This is a nervous transference thing that happens sometimes. My husband does the same thing. He once had a presentation the next day and became fixated that the medicine cabinet was going to fall off the wall. “We have to take everything out of the medicine cabinet!” He yelled. “It’s going to fall off the wall! I better remove the door off its hinges!” I knew what was really off its hinges, but I went along with it. After the presentation, the medicine cabinet was OK. So was my husband.

In my crazed state I got a friend from around the corner to go to J and R with me to buy one and a neighbor down the hall to help me put it in. I got the neighborhood involved. I couldn’t ask the super again because he already thought I was completely nuts. “Cranky come on!” he said when he had to switch them.

So after the air conditioner fixation there was nothing else to obsess about.

Then my acting teacher called me. “I understand you open tomorrow. How’s it going?” he said.

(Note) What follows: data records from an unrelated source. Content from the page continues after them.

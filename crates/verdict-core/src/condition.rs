//! Leaf condition descriptors.
//!
//! A [`Condition<T>`] is an atomic, named, typed predicate over a data
//! context of type `T`. Conditions are immutable once built: construction
//! validates the name, compiles the expression for `LambdaPredicate`
//! conditions, and fails rather than producing a half-formed leaf.
//!
//! Trees erase the context type behind the [`LeafCondition`] trait so a
//! single [`BooleanCondition`](crate::tree::BooleanCondition) can mix
//! leaves over different data types.

use std::collections::BTreeMap;
use std::marker::PhantomData;
use std::sync::Arc;

use serde::{Deserialize, Serialize};

use crate::context::{ContextType, DataContext};
use crate::error::RuleError;
use crate::events::EventDescriptor;
use crate::expression::{CompiledPredicate, ExpressionCompiler, PredicateCompiler};

/// Evaluator name used when a condition does not declare one.
pub const DEFAULT_EVALUATOR: &str = "N/A";

/// Failure message used when a condition does not declare one.
pub const DEFAULT_FAILURE_MESSAGE: &str = "Condition failed";

/// How a condition's expression text is meant to be executed.
#[derive(Debug, Clone, Copy, PartialEq, Eq, Serialize, Deserialize)]
pub enum ConditionKind {
    /// The expression is predicate source in the built-in dialect,
    /// compiled at construction time.
    LambdaPredicate,

    /// The expression is free-form text interpreted by a named custom
    /// evaluator.
    CustomExpression,
}

/// Host-supplied predicate over a typed context.
pub type Predicate<T> = Arc<dyn Fn(&T) -> bool + Send + Sync>;

enum LeafLogic<T> {
    Compiled(CompiledPredicate),
    Native(Predicate<T>),
    Custom,
}

impl<T> Clone for LeafLogic<T> {
    fn clone(&self) -> Self {
        match self {
            LeafLogic::Compiled(p) => LeafLogic::Compiled(p.clone()),
            LeafLogic::Native(f) => LeafLogic::Native(Arc::clone(f)),
            LeafLogic::Custom => LeafLogic::Custom,
        }
    }
}

/// An atomic predicate descriptor over a context of type `T`.
pub struct Condition<T> {
    name: String,
    expression: String,
    kind: ConditionKind,
    evaluator: String,
    failure_message: String,
    metadata: BTreeMap<String, String>,
    event: Option<EventDescriptor>,
    logic: LeafLogic<T>,
    context_type: ContextType,
    _marker: PhantomData<fn(&T) -> bool>,
}

impl<T: 'static> Condition<T> {
    /// Build a `LambdaPredicate` condition, compiling the expression with
    /// the default dialect. Fails on a blank name, a blank expression, or
    /// an expression that does not compile.
    pub fn new(name: impl Into<String>, expression: impl Into<String>) -> Result<Self, RuleError> {
        Self::with_compiler(name, expression, &ExpressionCompiler)
    }

    /// Build a `LambdaPredicate` condition with a caller-supplied compiler.
    pub fn with_compiler(
        name: impl Into<String>,
        expression: impl Into<String>,
        compiler: &dyn PredicateCompiler,
    ) -> Result<Self, RuleError> {
        let name = validated_name(name)?;
        let expression = validated_expression(expression, &name)?;
        let predicate = compiler.compile(&expression)?;
        Ok(Self::assemble(
            name,
            expression,
            ConditionKind::LambdaPredicate,
            LeafLogic::Compiled(predicate),
        ))
    }

    /// Build a `LambdaPredicate` condition from a host closure. The
    /// expression text is carried for diagnostics and the wire format; a
    /// round-tripped copy is recompiled from it.
    pub fn from_predicate(
        name: impl Into<String>,
        expression: impl Into<String>,
        predicate: impl Fn(&T) -> bool + Send + Sync + 'static,
    ) -> Result<Self, RuleError> {
        let name = validated_name(name)?;
        let expression = validated_expression(expression, &name)?;
        Ok(Self::assemble(
            name,
            expression,
            ConditionKind::LambdaPredicate,
            LeafLogic::Native(Arc::new(predicate)),
        ))
    }

    /// Build a `CustomExpression` condition whose text is interpreted by
    /// the named evaluator.
    pub fn custom(
        name: impl Into<String>,
        expression: impl Into<String>,
        evaluator: impl Into<String>,
    ) -> Result<Self, RuleError> {
        let name = validated_name(name)?;
        let expression = validated_expression(expression, &name)?;
        let mut condition = Self::assemble(
            name,
            expression,
            ConditionKind::CustomExpression,
            LeafLogic::Custom,
        );
        condition.evaluator = evaluator.into();
        Ok(condition)
    }

    fn assemble(
        name: String,
        expression: String,
        kind: ConditionKind,
        logic: LeafLogic<T>,
    ) -> Self {
        Self {
            name,
            expression,
            kind,
            evaluator: DEFAULT_EVALUATOR.to_string(),
            failure_message: DEFAULT_FAILURE_MESSAGE.to_string(),
            metadata: BTreeMap::new(),
            event: None,
            logic,
            context_type: ContextType::of::<T>(),
            _marker: PhantomData,
        }
    }

    /// Replace the evaluator name.
    pub fn with_evaluator(mut self, evaluator: impl Into<String>) -> Self {
        self.evaluator = evaluator.into();
        self
    }

    /// Replace the failure-message template. The template may embed
    /// `@{property.path}` tokens substituted from the data snapshot.
    pub fn with_failure_message(mut self, message: impl Into<String>) -> Self {
        self.failure_message = message.into();
        self
    }

    /// Add one metadata entry.
    pub fn with_metadata(mut self, key: impl Into<String>, value: impl Into<String>) -> Self {
        self.metadata.insert(key.into(), value.into());
        self
    }

    /// Attach an event descriptor.
    pub fn with_event(mut self, event: EventDescriptor) -> Self {
        self.event = Some(event);
        self
    }
}

impl<T> Clone for Condition<T> {
    fn clone(&self) -> Self {
        Self {
            name: self.name.clone(),
            expression: self.expression.clone(),
            kind: self.kind,
            evaluator: self.evaluator.clone(),
            failure_message: self.failure_message.clone(),
            metadata: self.metadata.clone(),
            event: self.event.clone(),
            logic: self.logic.clone(),
            context_type: self.context_type,
            _marker: PhantomData,
        }
    }
}

impl<T> std::fmt::Debug for Condition<T> {
    fn fmt(&self, f: &mut std::fmt::Formatter<'_>) -> std::fmt::Result {
        f.debug_struct("Condition")
            .field("name", &self.name)
            .field("context_type", &self.context_type.name())
            .field("expression", &self.expression)
            .field("kind", &self.kind)
            .field("evaluator", &self.evaluator)
            .finish()
    }
}

fn validated_name(name: impl Into<String>) -> Result<String, RuleError> {
    let name = name.into().trim().to_string();
    if name.is_empty() {
        return Err(RuleError::InvalidCondition(
            "condition name must not be empty".to_string(),
        ));
    }
    Ok(name)
}

fn validated_expression(expression: impl Into<String>, name: &str) -> Result<String, RuleError> {
    let expression = expression.into();
    if expression.trim().is_empty() {
        return Err(RuleError::MissingExpression {
            condition: name.to_string(),
        });
    }
    Ok(expression)
}

/// Type-erased view of a [`Condition<T>`], the form leaves take inside a
/// tree.
pub trait LeafCondition: Send + Sync {
    /// Condition name, unique within a tree.
    fn name(&self) -> &str;

    /// Declared context type.
    fn context_type(&self) -> ContextType;

    /// Expression text.
    fn expression(&self) -> &str;

    /// How the expression is executed.
    fn kind(&self) -> ConditionKind;

    /// Name of the evaluator that must run this leaf.
    fn evaluator_name(&self) -> &str;

    /// Failure-message template.
    fn failure_message(&self) -> &str;

    /// Additional metadata.
    fn metadata(&self) -> &BTreeMap<String, String>;

    /// Attached event descriptor, if any.
    fn event(&self) -> Option<&EventDescriptor>;

    /// Run the compiled predicate against a resolved data context.
    fn apply(&self, data: &DataContext) -> Result<bool, RuleError>;

    /// Reconstruct an independent copy of this leaf.
    fn clone_leaf(&self) -> Result<Arc<dyn LeafCondition>, RuleError>;
}

impl<T: 'static> LeafCondition for Condition<T> {
    fn name(&self) -> &str {
        &self.name
    }

    fn context_type(&self) -> ContextType {
        self.context_type
    }

    fn expression(&self) -> &str {
        &self.expression
    }

    fn kind(&self) -> ConditionKind {
        self.kind
    }

    fn evaluator_name(&self) -> &str {
        &self.evaluator
    }

    fn failure_message(&self) -> &str {
        &self.failure_message
    }

    fn metadata(&self) -> &BTreeMap<String, String> {
        &self.metadata
    }

    fn event(&self) -> Option<&EventDescriptor> {
        self.event.as_ref()
    }

    fn apply(&self, data: &DataContext) -> Result<bool, RuleError> {
        match &self.logic {
            LeafLogic::Compiled(predicate) => Ok(predicate.evaluate(data.snapshot())),
            LeafLogic::Native(predicate) => match data.downcast_ref::<T>() {
                Some(value) => Ok(predicate(value)),
                None => Err(RuleError::DataContextNotFound {
                    condition: self.name.clone(),
                }),
            },
            LeafLogic::Custom => Err(RuleError::MissingPredicate {
                condition: self.name.clone(),
            }),
        }
    }

    fn clone_leaf(&self) -> Result<Arc<dyn LeafCondition>, RuleError> {
        Ok(Arc::new(self.clone()))
    }
}

#[cfg(test)]
mod tests {
    use super::*;
    use crate::events::TriggerPolicy;
    use serde::Serialize;

    #[derive(Serialize)]
    struct Customer {
        age: u32,
    }

    #[test]
    fn test_construction_compiles_expression() {
        let condition = Condition::<Customer>::new("IsAdult", "age >= 18").unwrap();
        assert_eq!(condition.name(), "IsAdult");
        assert_eq!(condition.kind(), ConditionKind::LambdaPredicate);
        assert_eq!(condition.evaluator_name(), DEFAULT_EVALUATOR);

        let data = DataContext::new(Customer { age: 20 }).unwrap();
        assert!(condition.apply(&data).unwrap());

        let data = DataContext::new(Customer { age: 12 }).unwrap();
        assert!(!condition.apply(&data).unwrap());
    }

    #[test]
    fn test_construction_fails_on_bad_expression() {
        let result = Condition::<Customer>::new("IsAdult", "age >=");
        assert!(matches!(result, Err(RuleError::Expression(_))));
    }

    #[test]
    fn test_name_is_trimmed_and_required() {
        let condition = Condition::<Customer>::new("  IsAdult  ", "age >= 18").unwrap();
        assert_eq!(condition.name(), "IsAdult");

        let result = Condition::<Customer>::new("   ", "age >= 18");
        assert!(matches!(result, Err(RuleError::InvalidCondition(_))));
    }

    #[test]
    fn test_blank_expression_rejected() {
        let result = Condition::<Customer>::new("IsAdult", "  ");
        assert!(matches!(
            result,
            Err(RuleError::MissingExpression { condition }) if condition == "IsAdult"
        ));
    }

    #[test]
    fn test_native_predicate() {
        let condition =
            Condition::<Customer>::from_predicate("IsAdult", "age >= 18", |c| c.age >= 18)
                .unwrap();
        let data = DataContext::new(Customer { age: 30 }).unwrap();
        assert!(condition.apply(&data).unwrap());
    }

    #[test]
    fn test_custom_condition_has_no_predicate() {
        let condition =
            Condition::<Customer>::custom("Loyalty", "tier in gold,platinum", "LoyaltyEvaluator")
                .unwrap();
        assert_eq!(condition.kind(), ConditionKind::CustomExpression);
        assert_eq!(condition.evaluator_name(), "LoyaltyEvaluator");

        let data = DataContext::new(Customer { age: 30 }).unwrap();
        assert!(matches!(
            condition.apply(&data),
            Err(RuleError::MissingPredicate { .. })
        ));
    }

    #[test]
    fn test_builder_setters() {
        let condition = Condition::<Customer>::new("IsAdult", "age >= 18")
            .unwrap()
            .with_failure_message("customer is @{age}")
            .with_evaluator("AgeEvaluator")
            .with_metadata("owner", "risk-team")
            .with_event(EventDescriptor::new("AdultVerified", TriggerPolicy::OnSuccess));

        assert_eq!(condition.failure_message(), "customer is @{age}");
        assert_eq!(condition.evaluator_name(), "AgeEvaluator");
        assert_eq!(condition.metadata().get("owner").unwrap(), "risk-team");
        assert_eq!(condition.event().unwrap().event_type, "AdultVerified");
    }
}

This is a man who teaches at a university, teaches private classes and just lost his wife and is about to go to Europe (“Blow the country” is how he put it) to scatter his wife’s ashes in the Seine. And he remembered to call me the day before I open in a little show on 45th Street. I am crying as I write this. Cranky may be cranky, but she is also extremely sentimental.

He talked to me about my character and how rehearsals have been going. “THEY’VE DONE NO SCENE WORK AT ALL!” I said, “All we’ve done is run the play from beginning to end.”

“Ah,” he said, “these people don’t know what they are doing. You have huge resources to draw on. You’re intelligent. You can work it out.” He calmed me down.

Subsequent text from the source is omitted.